Plan A is a 2021 film written and directed by Yoav and Doron Paz.

== Plot ==
In post-war occupied Germany, the Nakam paramilitary organization, consisting of traumatized Holocaust survivors led by Abba Kovner, plans to murder six million German people as indiscriminate revenge for the Holocaust and other crimes. With this goal in mind, Kovner leads Nakam in a plan to poison the drinking water in multiple major German cities, intending this to be only the beginning.

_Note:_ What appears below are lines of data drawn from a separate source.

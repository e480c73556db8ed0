//! Integration tests for the add command

use predicates::prelude::*;
use std::fs;
use tempfile::TempDir;

mod common;
use common::jotter_cmd;

#[test]
fn test_add_creates_journal_file() {
    let temp = TempDir::new().unwrap();
    let journal = temp.path().join("journal.json");

    jotter_cmd()
        .arg("--file")
        .arg(&journal)
        .arg("add")
        .arg("--title")
        .arg("Trip")
        .arg("--content")
        .arg("Went hiking")
        .arg("--tags")
        .arg("outdoors,fun")
        .assert()
        .success()
        .stdout(predicate::str::contains("Added entry: 'Trip' successfully"));

    assert!(journal.exists());

    let contents = fs::read_to_string(&journal).unwrap();
    assert!(contents.contains("\"title\": \"Trip\""));
    assert!(contents.contains("\"content\": \"Went hiking\""));
    assert!(contents.contains("outdoors"));
}

#[test]
fn test_add_appends_to_existing_journal() {
    let temp = TempDir::new().unwrap();
    let journal = temp.path().join("journal.json");

    for (title, content) in [("First", "one"), ("Second", "two")] {
        jotter_cmd()
            .arg("--file")
            .arg(&journal)
            .arg("add")
            .arg("--title")
            .arg(title)
            .arg("--content")
            .arg(content)
            .arg("--tags")
            .arg("")
            .assert()
            .success();
    }

    jotter_cmd()
        .arg("--file")
        .arg(&journal)
        .arg("count")
        .assert()
        .success()
        .stdout(predicate::str::contains("Total entries: 2"));
}

#[test]
fn test_add_prompts_for_missing_values() {
    let temp = TempDir::new().unwrap();
    let journal = temp.path().join("journal.json");

    jotter_cmd()
        .arg("--file")
        .arg(&journal)
        .arg("add")
        .write_stdin("Trip\nWent hiking\noutdoors, fun\n")
        .assert()
        .success()
        .stdout(predicate::str::contains("Added entry: 'Trip' successfully"));

    jotter_cmd()
        .arg("--file")
        .arg(&journal)
        .arg("list")
        .assert()
        .success()
        .stdout(predicate::str::contains("Tags: outdoors, fun"));
}

#[test]
fn test_add_respects_journal_env_var() {
    let temp = TempDir::new().unwrap();
    let journal = temp.path().join("from-env.json");

    jotter_cmd()
        .env("JOTTER_JOURNAL", &journal)
        .arg("add")
        .arg("--title")
        .arg("Env")
        .arg("--content")
        .arg("entry")
        .arg("--tags")
        .arg("")
        .assert()
        .success();

    assert!(journal.exists());
}

#[test]
fn test_added_entry_has_date_and_id() {
    let temp = TempDir::new().unwrap();
    let journal = temp.path().join("journal.json");

    jotter_cmd()
        .arg("--file")
        .arg(&journal)
        .arg("add")
        .arg("--title")
        .arg("Trip")
        .arg("--content")
        .arg("Went hiking")
        .arg("--tags")
        .arg("")
        .assert()
        .success();

    let contents = fs::read_to_string(&journal).unwrap();
    let entries: serde_json::Value = serde_json::from_str(&contents).unwrap();
    let entry = &entries[0];

    assert!(!entry["date"].as_str().unwrap().is_empty());
    assert!(!entry["id"].as_str().unwrap().is_empty());
    assert_eq!(entry["tags"].as_array().unwrap().len(), 0);
}
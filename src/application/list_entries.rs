//! List and count use cases

use crate::domain::JournalEntry;
use crate::error::Result;
use crate::infrastructure::EntryRepository;

/// Load all entries in insertion order.
pub fn list_entries(repository: &impl EntryRepository) -> Result<Vec<JournalEntry>> {
    repository.load()
}

/// Count the entries in the journal.
pub fn count_entries(repository: &impl EntryRepository) -> Result<usize> {
    Ok(repository.load()?.len())
}
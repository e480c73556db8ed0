//! Interactive menu mode

use crate::application::{
    add_entry, count_entries, filter_by_tag, list_entries, search_entries,
};
use crate::cli::output::{format_count, format_entry_list, format_results};
use crate::domain::parse_tags;
use crate::error::Result;
use crate::infrastructure::EntryRepository;
use std::io::{self, BufRead, Write};

const MENU: &str = "Welcome to your journal!\n\
Choose an option:\n\
1. Add a new entry\n\
2. List all entries\n\
3. Count total entries\n\
4. Exit\n\
5. Help\n\
6. Search entries\n\
7. Filter entries by tag";

const HELP: &str =
    "Help: choose a number from the menu, or run jotter with a subcommand (see jotter --help)";

/// Print a prompt and read one line from stdin.
/// Returns None when the input stream is exhausted.
pub fn prompt(label: &str) -> Result<Option<String>> {
    print!("{}: ", label);
    io::stdout().flush()?;

    let mut line = String::new();
    let bytes = io::stdin().lock().read_line(&mut line)?;
    if bytes == 0 {
        return Ok(None);
    }
    Ok(Some(line.trim_end_matches(['\r', '\n']).to_string()))
}

/// Read a required value, failing when the input stream ends early.
pub fn require_input(label: &str) -> Result<String> {
    prompt(label)?.ok_or_else(|| {
        io::Error::new(io::ErrorKind::UnexpectedEof, "end of input").into()
    })
}

/// Run the numbered menu loop until the user exits or input runs out.
/// Invalid choices are reported and re-prompted without touching the journal.
pub fn run_menu(repository: &impl EntryRepository) -> Result<()> {
    println!("{}", MENU);

    loop {
        let Some(choice) = prompt("Enter your choice (1-7)")? else {
            break;
        };

        match choice.trim().parse::<u32>() {
            Ok(1) => {
                let Some(title) = prompt("Title")? else { break };
                let Some(content) = prompt("Content")? else { break };
                let tags = prompt("Tags (comma-separated, optional)")?.unwrap_or_default();

                let entry = add_entry(repository, title, content, parse_tags(&tags))?;
                println!("Added entry: '{}' successfully", entry.title);
            }
            Ok(2) => {
                let entries = list_entries(repository)?;
                println!("{}", format_entry_list(&entries));
            }
            Ok(3) => {
                let count = count_entries(repository)?;
                println!("{}", format_count(count));
            }
            Ok(4) => {
                println!("Goodbye!");
                break;
            }
            Ok(5) => println!("{}", HELP),
            Ok(6) => {
                let Some(query) = prompt("Enter search query")? else { break };
                let results = search_entries(repository, &query)?;
                println!("{}", format_results(&results));
            }
            Ok(7) => {
                let Some(tag) = prompt("Enter tag to filter by")? else { break };
                let results = filter_by_tag(repository, &tag)?;
                println!("{}", format_results(&results));
            }
            _ => println!("Invalid choice. Please enter a number from 1 to 7."),
        }
    }

    Ok(())
}
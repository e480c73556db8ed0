//! Journal entry record

use chrono::Local;
use serde::{Deserialize, Serialize};
use uuid::Uuid;

/// A single journal record.
///
/// `title` and `content` are required in storage; `date`, `tags` and `id`
/// are each defaulted independently when missing, so an old record that
/// lacks only `tags` still round-trips with its other fields intact.
#[derive(Debug, Clone, PartialEq, Eq, Serialize, Deserialize)]
pub struct JournalEntry {
    pub title: String,
    pub content: String,
    #[serde(default = "current_timestamp")]
    pub date: String,
    #[serde(default)]
    pub tags: Vec<String>,
    #[serde(default = "fresh_id")]
    pub id: String,
}

impl JournalEntry {
    /// Create a new entry stamped with the current time and a fresh id.
    /// Both fields are assigned once here and never modified afterwards.
    pub fn new(title: String, content: String, tags: Vec<String>) -> Self {
        JournalEntry {
            title,
            content,
            date: current_timestamp(),
            tags,
            id: fresh_id(),
        }
    }
}

/// Current local time as an ISO-8601 string.
fn current_timestamp() -> String {
    Local::now().to_rfc3339()
}

/// Freshly generated unique entry id.
fn fresh_id() -> String {
    Uuid::new_v4().to_string()
}

/// Split a comma-separated tag string into individual tags.
/// Pieces are trimmed and empty pieces dropped; order, duplicates and
/// casing are preserved as entered.
pub fn parse_tags(input: &str) -> Vec<String> {
    input
        .split(',')
        .map(str::trim)
        .filter(|tag| !tag.is_empty())
        .map(str::to_string)
        .collect()
}
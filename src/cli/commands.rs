//! CLI command definitions

use clap::{Parser, Subcommand};
use std::path::PathBuf;

#[derive(Parser, Debug)]
#[command(name = "jotter")]
#[command(about = "Personal journal kept in a single JSON file", long_about = None)]
#[command(version)]
pub struct Cli {
    /// Journal file to use (overrides JOTTER_JOURNAL and jotter.toml)
    #[arg(short, long, global = true, value_name = "PATH")]
    pub file: Option<PathBuf>,

    #[command(subcommand)]
    pub command: Option<Commands>,
}

#[derive(Subcommand, Debug)]
pub enum Commands {
    /// Add a new journal entry
    Add {
        /// Title of the entry (prompted when omitted)
        #[arg(short, long)]
        title: Option<String>,

        /// Body of the entry (prompted when omitted)
        #[arg(short, long)]
        content: Option<String>,

        /// Comma-separated tags (prompted when omitted)
        #[arg(long)]
        tags: Option<String>,
    },

    /// List all journal entries
    List,

    /// Count total journal entries
    Count,

    /// Search entries by free text
    Search {
        /// Search query (prompted when omitted)
        query: Option<String>,
    },

    /// Filter entries by tag
    Tag {
        /// Tag to filter by (prompted when omitted)
        tag: Option<String>,
    },

    /// View or modify configuration
    Config {
        /// Config key to get or set
        key: Option<String>,

        /// Value to set (if provided, sets the key)
        value: Option<String>,

        /// List all configuration
        #[arg(short, long)]
        list: bool,
    },
}
use clap::Parser;
use organize::cli::{Cli, run_cli};

fn main() {
    env_logger::Builder::from_env(env_logger::Env::default().default_filter_or("warn")).init();

    let cli = Cli::parse();
    std::process::exit(run_cli(&cli));
}
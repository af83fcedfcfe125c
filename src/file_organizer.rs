/// Plan execution.
///
/// This module carries out an organization plan: it creates destination
/// directories, moves files, and records every successful move in the
/// session's undo log before touching the next file. A failed entry is
/// reported and the rest of the plan still runs.
use crate::error::{OrganizeError, OrganizeResult};
use crate::planner::{OrganizationPlan, PlanEntry};
use crate::undo_log::Session;
use indicatif::ProgressBar;
use std::fs;
use std::io;
use std::path::Path;

/// Result of one plan entry.
#[derive(Debug)]
pub enum MoveStatus {
    /// Dry run: nothing was touched.
    WouldMove,
    /// The file was moved and the move is in the undo log.
    Moved,
    /// The file was left where it was.
    Failed(OrganizeError),
}

/// A plan entry together with what happened to it.
#[derive(Debug)]
pub struct MoveOutcome {
    pub entry: PlanEntry,
    pub status: MoveStatus,
}

impl MoveOutcome {
    pub fn is_failure(&self) -> bool {
        matches!(self.status, MoveStatus::Failed(_))
    }
}

/// Executes organization plans.
pub struct FileOrganizer {
    progress: Option<ProgressBar>,
}

impl FileOrganizer {
    pub fn new() -> Self {
        Self { progress: None }
    }

    /// Advances `progress` once per processed entry.
    pub fn with_progress(mut self, progress: ProgressBar) -> Self {
        self.progress = Some(progress);
        self
    }

    /// Executes `plan` in order, recording moves in `session`.
    ///
    /// With `dry_run` every entry is reported as `WouldMove` and neither
    /// the filesystem nor the undo log is touched.
    ///
    /// # Examples
    ///
    /// ```no_run
    /// use organize::file_organizer::FileOrganizer;
    /// use organize::planner::OrganizationPlan;
    /// use organize::undo_log::Session;
    /// use std::path::Path;
    ///
    /// let plan = OrganizationPlan::default();
    /// let session = Session::start(Path::new("/out/.organize_undo"));
    /// let outcomes = FileOrganizer::new().execute(&plan, &session, false);
    /// println!("{} entries processed", outcomes.len());
    /// ```
    pub fn execute(
        &self,
        plan: &OrganizationPlan,
        session: &Session,
        dry_run: bool,
    ) -> Vec<MoveOutcome> {
        let mut outcomes = Vec::with_capacity(plan.entries.len());

        for entry in &plan.entries {
            let status = if dry_run {
                MoveStatus::WouldMove
            } else {
                match Self::move_and_record(entry, session) {
                    Ok(()) => MoveStatus::Moved,
                    Err(e) => {
                        log::warn!("{}", e);
                        MoveStatus::Failed(e)
                    }
                }
            };
            if let Some(pb) = &self.progress {
                pb.inc(1);
            }
            outcomes.push(MoveOutcome {
                entry: entry.clone(),
                status,
            });
        }

        outcomes
    }

    /// Moves one file and logs it; reverts the move if logging fails.
    fn move_and_record(entry: &PlanEntry, session: &Session) -> OrganizeResult<()> {
        let failed = |reason: String| OrganizeError::MoveFailed {
            source: entry.source.clone(),
            destination: entry.destination.clone(),
            reason,
        };

        if let Some(dir) = entry.destination.parent() {
            fs::create_dir_all(dir)
                .map_err(|e| failed(format!("cannot create {}: {}", dir.display(), e)))?;
        }
        if entry.destination.exists() {
            return Err(failed("destination is already occupied".to_string()));
        }

        move_file(&entry.source, &entry.destination).map_err(|e| failed(e.to_string()))?;
        log::debug!(
            "Moved {} -> {}",
            entry.source.display(),
            entry.destination.display()
        );

        if let Err(log_error) = session.record(&entry.source, &entry.destination) {
            return match move_file(&entry.destination, &entry.source) {
                Ok(()) => Err(failed(format!("{}; move reverted", log_error))),
                Err(revert) => Err(failed(format!(
                    "{}; could not revert move: {}",
                    log_error, revert
                ))),
            };
        }

        Ok(())
    }
}

impl Default for FileOrganizer {
    fn default() -> Self {
        Self::new()
    }
}

/// Renames a file, copying across filesystems when rename cannot.
pub fn move_file(from: &Path, to: &Path) -> io::Result<()> {
    match fs::rename(from, to) {
        Ok(()) => Ok(()),
        Err(e) if e.kind() == io::ErrorKind::CrossesDevices => {
            fs::copy(from, to)?;
            fs::remove_file(from).inspect_err(|_| {
                let _ = fs::remove_file(to);
            })
        }
        Err(e) => Err(e),
    }
}
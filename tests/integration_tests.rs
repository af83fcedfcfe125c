/// Integration tests for organize
///
/// These tests drive the command-line entry point against real temporary
/// directory trees and check the resulting filesystem state and exit codes.
///
/// Test categories:
/// 1. Basic organization workflows
/// 2. Dry-run mode verification
/// 3. Undo round trips and partial undo
/// 4. Collisions and recursion
/// 5. Configuration and filtering
/// 6. Fatal errors and exit codes
use clap::Parser;
use organize::cli::{Cli, EXIT_FATAL, EXIT_PARTIAL_FAILURE, EXIT_SUCCESS, run_cli};
use std::fs;
use std::path::{Path, PathBuf};
use std::thread;
use std::time::Duration;
use tempfile::TempDir;

// ============================================================================
// Test Utilities
// ============================================================================

/// A temporary workspace with a `src/` tree to organize and a private
/// configuration file, so no user configuration leaks into the tests.
struct TestFixture {
    temp_dir: TempDir,
}

impl TestFixture {
    fn new() -> Self {
        let temp_dir = TempDir::new().expect("Failed to create temp directory");
        fs::create_dir(temp_dir.path().join("src")).expect("Failed to create source dir");
        fs::write(temp_dir.path().join("config.toml"), "").expect("Failed to write config");
        TestFixture { temp_dir }
    }

    fn root(&self) -> &Path {
        self.temp_dir.path()
    }

    fn source(&self) -> PathBuf {
        self.root().join("src")
    }

    /// Default output root for the source.
    fn organized(&self) -> PathBuf {
        self.source().join("Organized")
    }

    fn write_config(&self, content: &str) {
        fs::write(self.root().join("config.toml"), content).expect("Failed to write config");
    }

    /// Create a file (and its parent directories) under `src/`.
    fn create_file(&self, rel_path: &str, content: &str) {
        let path = self.source().join(rel_path);
        if let Some(parent) = path.parent() {
            fs::create_dir_all(parent).expect("Failed to create parent directory");
        }
        fs::write(&path, content).expect("Failed to write file content");
    }

    /// Run the CLI in fast mode against `src/` with extra arguments.
    fn run(&self, extra: &[&str]) -> i32 {
        let source = self.source();
        let config = self.root().join("config.toml");
        let mut args = vec![
            "organize".to_string(),
            source.display().to_string(),
            "--fast".to_string(),
            "--config".to_string(),
            config.display().to_string(),
        ];
        args.extend(extra.iter().map(|s| s.to_string()));
        let cli = Cli::try_parse_from(args).expect("Failed to parse arguments");
        run_cli(&cli)
    }

    fn undo(&self) -> i32 {
        self.run(&["--undo"])
    }

    fn undo_logs(&self, output: &Path) -> Vec<PathBuf> {
        let dir = output.join(".organize_undo");
        if !dir.exists() {
            return Vec::new();
        }
        let mut logs: Vec<PathBuf> = fs::read_dir(dir)
            .expect("Failed to read undo directory")
            .flatten()
            .map(|e| e.path())
            .collect();
        logs.sort();
        logs
    }

    fn assert_file_exists(&self, path: &Path) {
        assert!(path.is_file(), "File should exist: {}", path.display());
    }

    fn assert_file_not_exists(&self, path: &Path) {
        assert!(!path.exists(), "File should not exist: {}", path.display());
    }
}

// ============================================================================
// 1. Basic organization workflows
// ============================================================================

#[test]
fn test_organize_by_extension() {
    let fixture = TestFixture::new();
    fixture.create_file("report.pdf", "%PDF-1.4 fake");
    fixture.create_file("song.mp3", "ID3");
    fixture.create_file("photo.jpg", "jpeg bytes");
    fixture.create_file("bundle.tar.gz", "gz bytes");

    assert_eq!(fixture.run(&[]), EXIT_SUCCESS);

    let out = fixture.organized();
    fixture.assert_file_exists(&out.join("Documents/PDFs/report.pdf"));
    fixture.assert_file_exists(&out.join("Media/Music/song.mp3"));
    fixture.assert_file_exists(&out.join("Media/Photos/photo.jpg"));
    fixture.assert_file_exists(&out.join("Archives/bundle.tar.gz"));
    fixture.assert_file_not_exists(&fixture.source().join("report.pdf"));

    let logs = fixture.undo_logs(&out);
    assert_eq!(logs.len(), 1);
    let log = fs::read_to_string(&logs[0]).unwrap();
    assert_eq!(log.lines().count(), 4);
    assert!(log.ends_with('\n'));
}

#[test]
fn test_organize_by_keyword_and_fallback() {
    let fixture = TestFixture::new();
    fixture.create_file("bank_statement.txt", "nothing special");
    fixture.create_file("q3.txt", "quarterly tax figures");
    fixture.create_file("zzqx.qqq", "???");

    assert_eq!(fixture.run(&[]), EXIT_SUCCESS);

    let out = fixture.organized();
    fixture.assert_file_exists(&out.join("Documents/Financial/bank_statement.txt"));
    fixture.assert_file_exists(&out.join("Documents/Financial/q3.txt"));
    fixture.assert_file_exists(&out.join("Misc/zzqx.qqq"));
}

#[test]
fn test_custom_output_directory() {
    let fixture = TestFixture::new();
    fixture.create_file("report.pdf", "pdf");
    let out = fixture.root().join("sorted");

    assert_eq!(
        fixture.run(&["--output", out.to_str().unwrap()]),
        EXIT_SUCCESS
    );
    fixture.assert_file_exists(&out.join("Documents/PDFs/report.pdf"));
    assert!(!fixture.organized().exists());
}

#[test]
fn test_empty_source_is_success() {
    let fixture = TestFixture::new();
    assert_eq!(fixture.run(&[]), EXIT_SUCCESS);
    assert!(!fixture.organized().exists());
}

// ============================================================================
// 2. Dry-run mode verification
// ============================================================================

#[test]
fn test_dry_run_changes_nothing() {
    let fixture = TestFixture::new();
    fixture.create_file("a.pdf", "a");
    fixture.create_file("b.zip", "b");
    fixture.create_file("c.qqq", "c");

    assert_eq!(fixture.run(&["--dry-run"]), EXIT_SUCCESS);

    for name in ["a.pdf", "b.zip", "c.qqq"] {
        fixture.assert_file_exists(&fixture.source().join(name));
    }
    assert!(!fixture.organized().exists());
}

// ============================================================================
// 3. Undo round trips and partial undo
// ============================================================================

#[test]
fn test_undo_restores_original_layout() {
    let fixture = TestFixture::new();
    fixture.create_file("report.pdf", "pdf");
    fixture.create_file("docs/song.mp3", "mp3");
    fixture.create_file("docs/deep/zzqx.qqq", "misc");

    assert_eq!(fixture.run(&[]), EXIT_SUCCESS);
    fixture.assert_file_not_exists(&fixture.source().join("docs/deep/zzqx.qqq"));

    assert_eq!(fixture.undo(), EXIT_SUCCESS);

    assert_eq!(
        fs::read_to_string(fixture.source().join("report.pdf")).unwrap(),
        "pdf"
    );
    fixture.assert_file_exists(&fixture.source().join("docs/song.mp3"));
    fixture.assert_file_exists(&fixture.source().join("docs/deep/zzqx.qqq"));

    // log consumed, category folders cleaned up, output root kept
    let out = fixture.organized();
    assert!(fixture.undo_logs(&out).is_empty());
    assert!(out.exists());
    assert!(!out.join("Documents").exists());
    assert!(!out.join("Media").exists());
}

== Production and distribution ==
Plan A was written and directed by Yoav and Doron Paz. Filming took place in Germany, Israel, and Ukraine. It is based on Israeli historian Dina Porat's book Vengeance and Retribution Are Mine, about the Nakam.

Signature Entertainment obtained distribution rights in the United Kingdom, Ireland, Australia, and New Zealand. Twelve Oaks Pictures obtained distribution rights in Spain.

== Reception ==
The Guardians Cath Clarke rated the film two out of five stars.